Saturday, November 3, 2007

Anita Mercier Tells The Life of a Cellist

Forthcoming from Ashgate Press

Guilhermina Suggia: The Life of a Cellist
by Anita Mercier

Born in 1885 in Porto, Portugal, to a middle-class musical family, Guilhermina Suggia began playing cello at the age of five. A child prodigy, she was already a seasoned performer when she won a scholarship to study with Julius Klengel in Leipzig at the age of sixteen. Suggia lived in Paris with fellow cellist Pablo Casals for several years before World War I; it was a professional and personal partnership that was as stormy as it was unconventional. When they separated, Suggia moved to London, where she built a spectacularly successful solo career. Suggia’s virtuosity and musicianship, along with the magnificent style and stage presence famously captured in Augustus John’s portrait, made her one of the most sought-after concert artists of her day. In 1927 she married Dr. José Casimiro Carteado Mena and settled down to a comfortable life divided between Portugal and England.

Throughout the 1930s, Suggia remained one of the most respected musicians in Europe. She partnered on stage with many famous instrumentalists and conductors and completed numerous BBC broadcasts. The war years kept her at home in Portugal, where she focused on teaching, but she returned to England directly after the war and resumed performing. When Suggia died in 1950, her will provided for the establishment of several scholarship funds for young cellists, including England's prestigious Suggia Gift.

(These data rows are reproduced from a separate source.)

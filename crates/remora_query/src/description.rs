//! Declarative query descriptions.

use remora_value::{encode, GeoPoint, Value, ValueResult};
use serde_json::{json, Map};

/// Which part of the offline cache a query runs against.
#[derive(Debug, Clone, PartialEq, Eq, Default)]
pub enum QuerySource {
    /// Every pinned record of the class.
    #[default]
    AllPinned,
    /// Records in the default (unnamed) pin set.
    DefaultPin,
    /// Records in one named pin set.
    NamedPin(String),
}

/// One sort key with direction.
#[derive(Debug, Clone, PartialEq, Eq)]
pub struct SortKey {
    /// Attribute to sort by.
    pub key: String,
    /// True for descending order.
    pub descending: bool,
}

/// A declarative query over one class.
///
/// Mirrors the remote query JSON: a `where` predicate tree, a comma-joined
/// `order` list (`-` prefix = descending), `limit`, `skip`, select `keys`,
/// and `include` paths. Builder methods append constraints; constraints on
/// the same attribute merge into one constraint object.
#[derive(Debug, Clone, PartialEq)]
pub struct QueryDescription {
    /// Class the query targets.
    pub class_name: String,
    /// The `where` predicate tree, in wire JSON form.
    pub where_clause: serde_json::Value,
    /// Sort keys, applied in order, each independently directed.
    pub order: Vec<SortKey>,
    /// Maximum number of results; `None` = no limit.
    pub limit: Option<usize>,
    /// Number of leading results to drop (ignored for `count`).
    pub skip: usize,
    /// Attributes to retain in results; `None` = all.
    pub keys: Option<Vec<String>>,
    /// Dot-separated pointer paths to hydrate.
    pub include: Vec<String>,
    /// The offline source to evaluate against.
    pub source: QuerySource,
}

impl QueryDescription {
    /// Creates an unconstrained query over a class.
    pub fn new(class_name: impl Into<String>) -> Self {
        Self {
            class_name: class_name.into(),
            where_clause: json!({}),
            order: Vec::new(),
            limit: None,
            skip: 0,
            keys: None,
            include: Vec::new(),
            source: QuerySource::AllPinned,
        }
    }

    /// Parses the wire JSON shape (`where`, `order`, `limit`, `skip`,
    /// `keys`, `include`) into a description.
    pub fn from_json(class_name: impl Into<String>, raw: &serde_json::Value) -> Self {
        let mut query = Self::new(class_name);
        if let Some(where_clause) = raw.get("where") {
            query.where_clause = where_clause.clone();
        }
        if let Some(order) = raw.get("order").and_then(|o| o.as_str()) {
            query.order = Self::parse_order(order);
        }
        if let Some(limit) = raw.get("limit").and_then(|l| l.as_i64()) {
            if limit >= 0 {
                query.limit = Some(limit as usize);
            }
        }
        if let Some(skip) = raw.get("skip").and_then(|s| s.as_u64()) {
            query.skip = skip as usize;
        }
        if let Some(keys) = raw.get("keys").and_then(|k| k.as_str()) {
            query.keys = Some(keys.split(',').map(str::to_string).collect());
        }
        if let Some(include) = raw.get("include").and_then(|i| i.as_str()) {
            query.include = include.split(',').map(str::to_string).collect();
        }
        query
    }

    fn parse_order(order: &str) -> Vec<SortKey> {
        order
            .split(',')
            .filter(|key| !key.is_empty())
            .map(|key| match key.strip_prefix('-') {
                Some(stripped) => SortKey {
                    key: stripped.to_string(),
                    descending: true,
                },
                None => SortKey {
                    key: key.to_string(),
                    descending: false,
                },
            })
            .collect()
    }

    fn constraint_slot(&mut self, attr: &str) -> &mut Map<String, serde_json::Value> {
        let tree = self
            .where_clause
            .as_object_mut()
            .expect("where clause is always an object");
        let slot = tree
            .entry(attr.to_string())
            .or_insert_with(|| json!({}));
        if !slot.is_object()
            || slot
                .as_object()
                .is_some_and(|m| m.keys().any(|k| !k.starts_with('$')))
        {
            // An equality literal was already set; replace it with a
            // constraint object so further constraints can merge.
            *slot = json!({});
        }
        slot.as_object_mut().expect("slot was just made an object")
    }

    fn add_constraint(mut self, attr: &str, operator: &str, value: serde_json::Value) -> Self {
        self.constraint_slot(attr).insert(operator.into(), value);
        self
    }

    /// Requires `attr` to equal a value.
    pub fn equal_to(mut self, attr: &str, value: impl Into<Value>) -> ValueResult<Self> {
        let encoded = encode(&value.into())?;
        self.where_clause
            .as_object_mut()
            .expect("where clause is always an object")
            .insert(attr.to_string(), encoded);
        Ok(self)
    }

    /// Requires `attr` to differ from a value.
    pub fn not_equal_to(self, attr: &str, value: impl Into<Value>) -> ValueResult<Self> {
        let encoded = encode(&value.into())?;
        Ok(self.add_constraint(attr, "$ne", encoded))
    }

    /// Requires `attr < value`.
    pub fn less_than(self, attr: &str, value: impl Into<Value>) -> ValueResult<Self> {
        let encoded = encode(&value.into())?;
        Ok(self.add_constraint(attr, "$lt", encoded))
    }

    /// Requires `attr <= value`.
    pub fn less_than_or_equal(self, attr: &str, value: impl Into<Value>) -> ValueResult<Self> {
        let encoded = encode(&value.into())?;
        Ok(self.add_constraint(attr, "$lte", encoded))
    }

    /// Requires `attr > value`.
    pub fn greater_than(self, attr: &str, value: impl Into<Value>) -> ValueResult<Self> {
        let encoded = encode(&value.into())?;
        Ok(self.add_constraint(attr, "$gt", encoded))
    }

    /// Requires `attr >= value`.
    pub fn greater_than_or_equal(self, attr: &str, value: impl Into<Value>) -> ValueResult<Self> {
        let encoded = encode(&value.into())?;
        Ok(self.add_constraint(attr, "$gte", encoded))
    }

    /// Requires `attr` to be one of the listed values.
    pub fn contained_in(self, attr: &str, values: Vec<Value>) -> ValueResult<Self> {
        let encoded: ValueResult<Vec<_>> = values.iter().map(encode).collect();
        Ok(self.add_constraint(attr, "$in", json!(encoded?)))
    }

    /// Requires `attr` to be none of the listed values.
    pub fn not_contained_in(self, attr: &str, values: Vec<Value>) -> ValueResult<Self> {
        let encoded: ValueResult<Vec<_>> = values.iter().map(encode).collect();
        Ok(self.add_constraint(attr, "$nin", json!(encoded?)))
    }

    /// Requires the array `attr` to contain every listed value.
    pub fn contains_all(self, attr: &str, values: Vec<Value>) -> ValueResult<Self> {
        let encoded: ValueResult<Vec<_>> = values.iter().map(encode).collect();
        Ok(self.add_constraint(attr, "$all", json!(encoded?)))
    }

    /// Requires the array `attr` to be a subset of the listed values.
    pub fn contained_by(self, attr: &str, values: Vec<Value>) -> ValueResult<Self> {
        let encoded: ValueResult<Vec<_>> = values.iter().map(encode).collect();
        Ok(self.add_constraint(attr, "$containedBy", json!(encoded?)))
    }

    /// Requires `attr` to exist.
    pub fn exists(self, attr: &str) -> Self {
        self.add_constraint(attr, "$exists", json!(true))
    }

    /// Requires `attr` to not exist.
    pub fn does_not_exist(self, attr: &str) -> Self {
        self.add_constraint(attr, "$exists", json!(false))
    }

    /// Requires the string `attr` to match a regex with modifier flags
    /// (`i`, `m`, `x`, `s`).
    pub fn matches(self, attr: &str, pattern: &str, options: &str) -> Self {
        let with_pattern = self.add_constraint(attr, "$regex", json!(pattern));
        if options.is_empty() {
            with_pattern
        } else {
            with_pattern.add_constraint(attr, "$options", json!(options))
        }
    }

    /// Requires the string `attr` to start with a literal prefix.
    pub fn starts_with(self, attr: &str, prefix: &str) -> Self {
        self.add_constraint(attr, "$regex", json!(format!("^{}", regex::escape(prefix))))
    }

    /// Requires the geo point `attr` to lie within `max_distance` radians
    /// of `point`.
    pub fn within_radians(self, attr: &str, point: GeoPoint, max_distance: f64) -> ValueResult<Self> {
        let encoded = encode(&Value::GeoPoint(point))?;
        Ok(self
            .add_constraint(attr, "$nearSphere", encoded)
            .add_constraint(attr, "$maxDistance", json!(max_distance)))
    }

    /// Requires the geo point `attr` to lie within a box.
    pub fn within_box(self, attr: &str, southwest: GeoPoint, northeast: GeoPoint) -> ValueResult<Self> {
        let sw = encode(&Value::GeoPoint(southwest))?;
        let ne = encode(&Value::GeoPoint(northeast))?;
        Ok(self.add_constraint(attr, "$within", json!({"$box": [sw, ne]})))
    }

    /// Requires the geo point `attr` to lie within a polygon of at least
    /// three vertices.
    pub fn within_polygon(self, attr: &str, vertices: Vec<GeoPoint>) -> ValueResult<Self> {
        let encoded: ValueResult<Vec<_>> = vertices
            .into_iter()
            .map(|v| encode(&Value::GeoPoint(v)))
            .collect();
        Ok(self.add_constraint(attr, "$geoWithin", json!({"$polygon": encoded?})))
    }

    /// Requires the pointer `attr` to match an object the sub-query
    /// returns.
    pub fn matches_query(self, attr: &str, sub_query: &QueryDescription) -> Self {
        let encoded = sub_query.to_sub_query_json();
        self.add_constraint(attr, "$inQuery", encoded)
    }

    /// Requires the pointer `attr` to match no object the sub-query
    /// returns.
    pub fn does_not_match_query(self, attr: &str, sub_query: &QueryDescription) -> Self {
        let encoded = sub_query.to_sub_query_json();
        self.add_constraint(attr, "$notInQuery", encoded)
    }

    /// Requires `attr` to equal the value of `key` on some object the
    /// sub-query returns.
    pub fn matches_key_in_query(
        self,
        attr: &str,
        key: &str,
        sub_query: &QueryDescription,
    ) -> Self {
        let encoded = json!({"key": key, "query": sub_query.to_sub_query_json()});
        self.add_constraint(attr, "$select", encoded)
    }

    /// Requires `attr` to equal no value of `key` on any object the
    /// sub-query returns.
    pub fn does_not_match_key_in_query(
        self,
        attr: &str,
        key: &str,
        sub_query: &QueryDescription,
    ) -> Self {
        let encoded = json!({"key": key, "query": sub_query.to_sub_query_json()});
        self.add_constraint(attr, "$dontSelect", encoded)
    }

    fn to_sub_query_json(&self) -> serde_json::Value {
        json!({
            "className": self.class_name,
            "where": self.where_clause,
        })
    }

    fn compound(class_name: &str, operator: &str, queries: &[QueryDescription]) -> Self {
        let clauses: Vec<_> = queries.iter().map(|q| q.where_clause.clone()).collect();
        let mut query = Self::new(class_name);
        query.where_clause = json!({operator: clauses});
        query
    }

    /// Matches objects satisfying any of the given queries.
    pub fn or(class_name: &str, queries: &[QueryDescription]) -> Self {
        Self::compound(class_name, "$or", queries)
    }

    /// Matches objects satisfying all of the given queries.
    pub fn and(class_name: &str, queries: &[QueryDescription]) -> Self {
        Self::compound(class_name, "$and", queries)
    }

    /// Matches objects satisfying none of the given queries.
    pub fn nor(class_name: &str, queries: &[QueryDescription]) -> Self {
        Self::compound(class_name, "$nor", queries)
    }

    /// Appends an ascending sort key.
    pub fn ascending(mut self, key: &str) -> Self {
        self.order.push(SortKey {
            key: key.to_string(),
            descending: false,
        });
        self
    }

    /// Appends a descending sort key.
    pub fn descending(mut self, key: &str) -> Self {
        self.order.push(SortKey {
            key: key.to_string(),
            descending: true,
        });
        self
    }

    /// Caps the number of results.
    pub fn limit(mut self, limit: usize) -> Self {
        self.limit = Some(limit);
        self
    }

    /// Drops the first `skip` results.
    pub fn skip(mut self, skip: usize) -> Self {
        self.skip = skip;
        self
    }

    /// Restricts result attributes to the named keys.
    pub fn select(mut self, keys: Vec<String>) -> Self {
        self.keys = Some(keys);
        self
    }

    /// Hydrates the pointer at a dot-separated path in results.
    pub fn include(mut self, path: &str) -> Self {
        self.include.push(path.to_string());
        self
    }

    /// Evaluates against every pinned record.
    pub fn from_local_datastore(mut self) -> Self {
        self.source = QuerySource::AllPinned;
        self
    }

    /// Evaluates against the default pin set.
    pub fn from_pin(mut self) -> Self {
        self.source = QuerySource::DefaultPin;
        self
    }

    /// Evaluates against one named pin set.
    pub fn from_pin_with_name(mut self, name: &str) -> Self {
        self.source = QuerySource::NamedPin(name.to_string());
        self
    }
}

Mercier's study of Suggia's letters and other writings reveal an intelligent, warm and generous character, an artist who was enormously dedicated, knowledgeable and self-disciplined. Suggia was one of the first women to make a career of playing the cello at a time when prejudice against women who played this traditionally 'masculine' instrument was still strong. A role model for many other musicians, she was herself a fearless pioneer.

Guilhermina Suggia: The Life of a Cellist will be published by Ashgate Publishing in 2008.

Friday, November 2, 2007

Poetry in Translation


The Juilliard Orchestra performance at Avery Fisher Hall on November 7 features Symphony No. 0 by Alfred Schnittke. Poems by Joseph Brodsky and Starets Siluan as well as the notes from the Dresden Philharmonic are translated by faculty member Harold Slamovitz for the Lincoln Center Playbill.


The Juilliard Percussion Ensemble recently performed Kaija Saariaho’s Trois Rivières. Harold’s translation of poetry by Li Po for the piece (see below) also appeared in the October issue of Lincoln Center’s Playbill.

Moonlit Night on the River

Softly the breeze rises on the river,
Sadly the trees shiver near the lake.

I go up to the prow in the calm, beautiful night.

The mats are spread out and the boat springs lightly forward.

The moon follows the fleeing of the dark mountains,

The water flows with the blue sky,

As deeply, upside down, as the celestial sky.

Nothing is visible, only the blended shadow of tree and cloud.

The road of return is long, long;

The immensity of the river is sad, sad.

I am alone, the orchid flowers disappear,

The song of the fisherman recalls my sadness.

The steep detour hides the shore behind,

The pale sand shows a reef in front.

I think of you, Lord, my sight no longer reaches you,

And my vision, lost in the distance muses on my regret.




Also known as Li Po, Li Bai is one of the most celebrated poets of the golden age of Chinese poetry. He lived in the first half of the 8th century, during the T’ang Dynasty.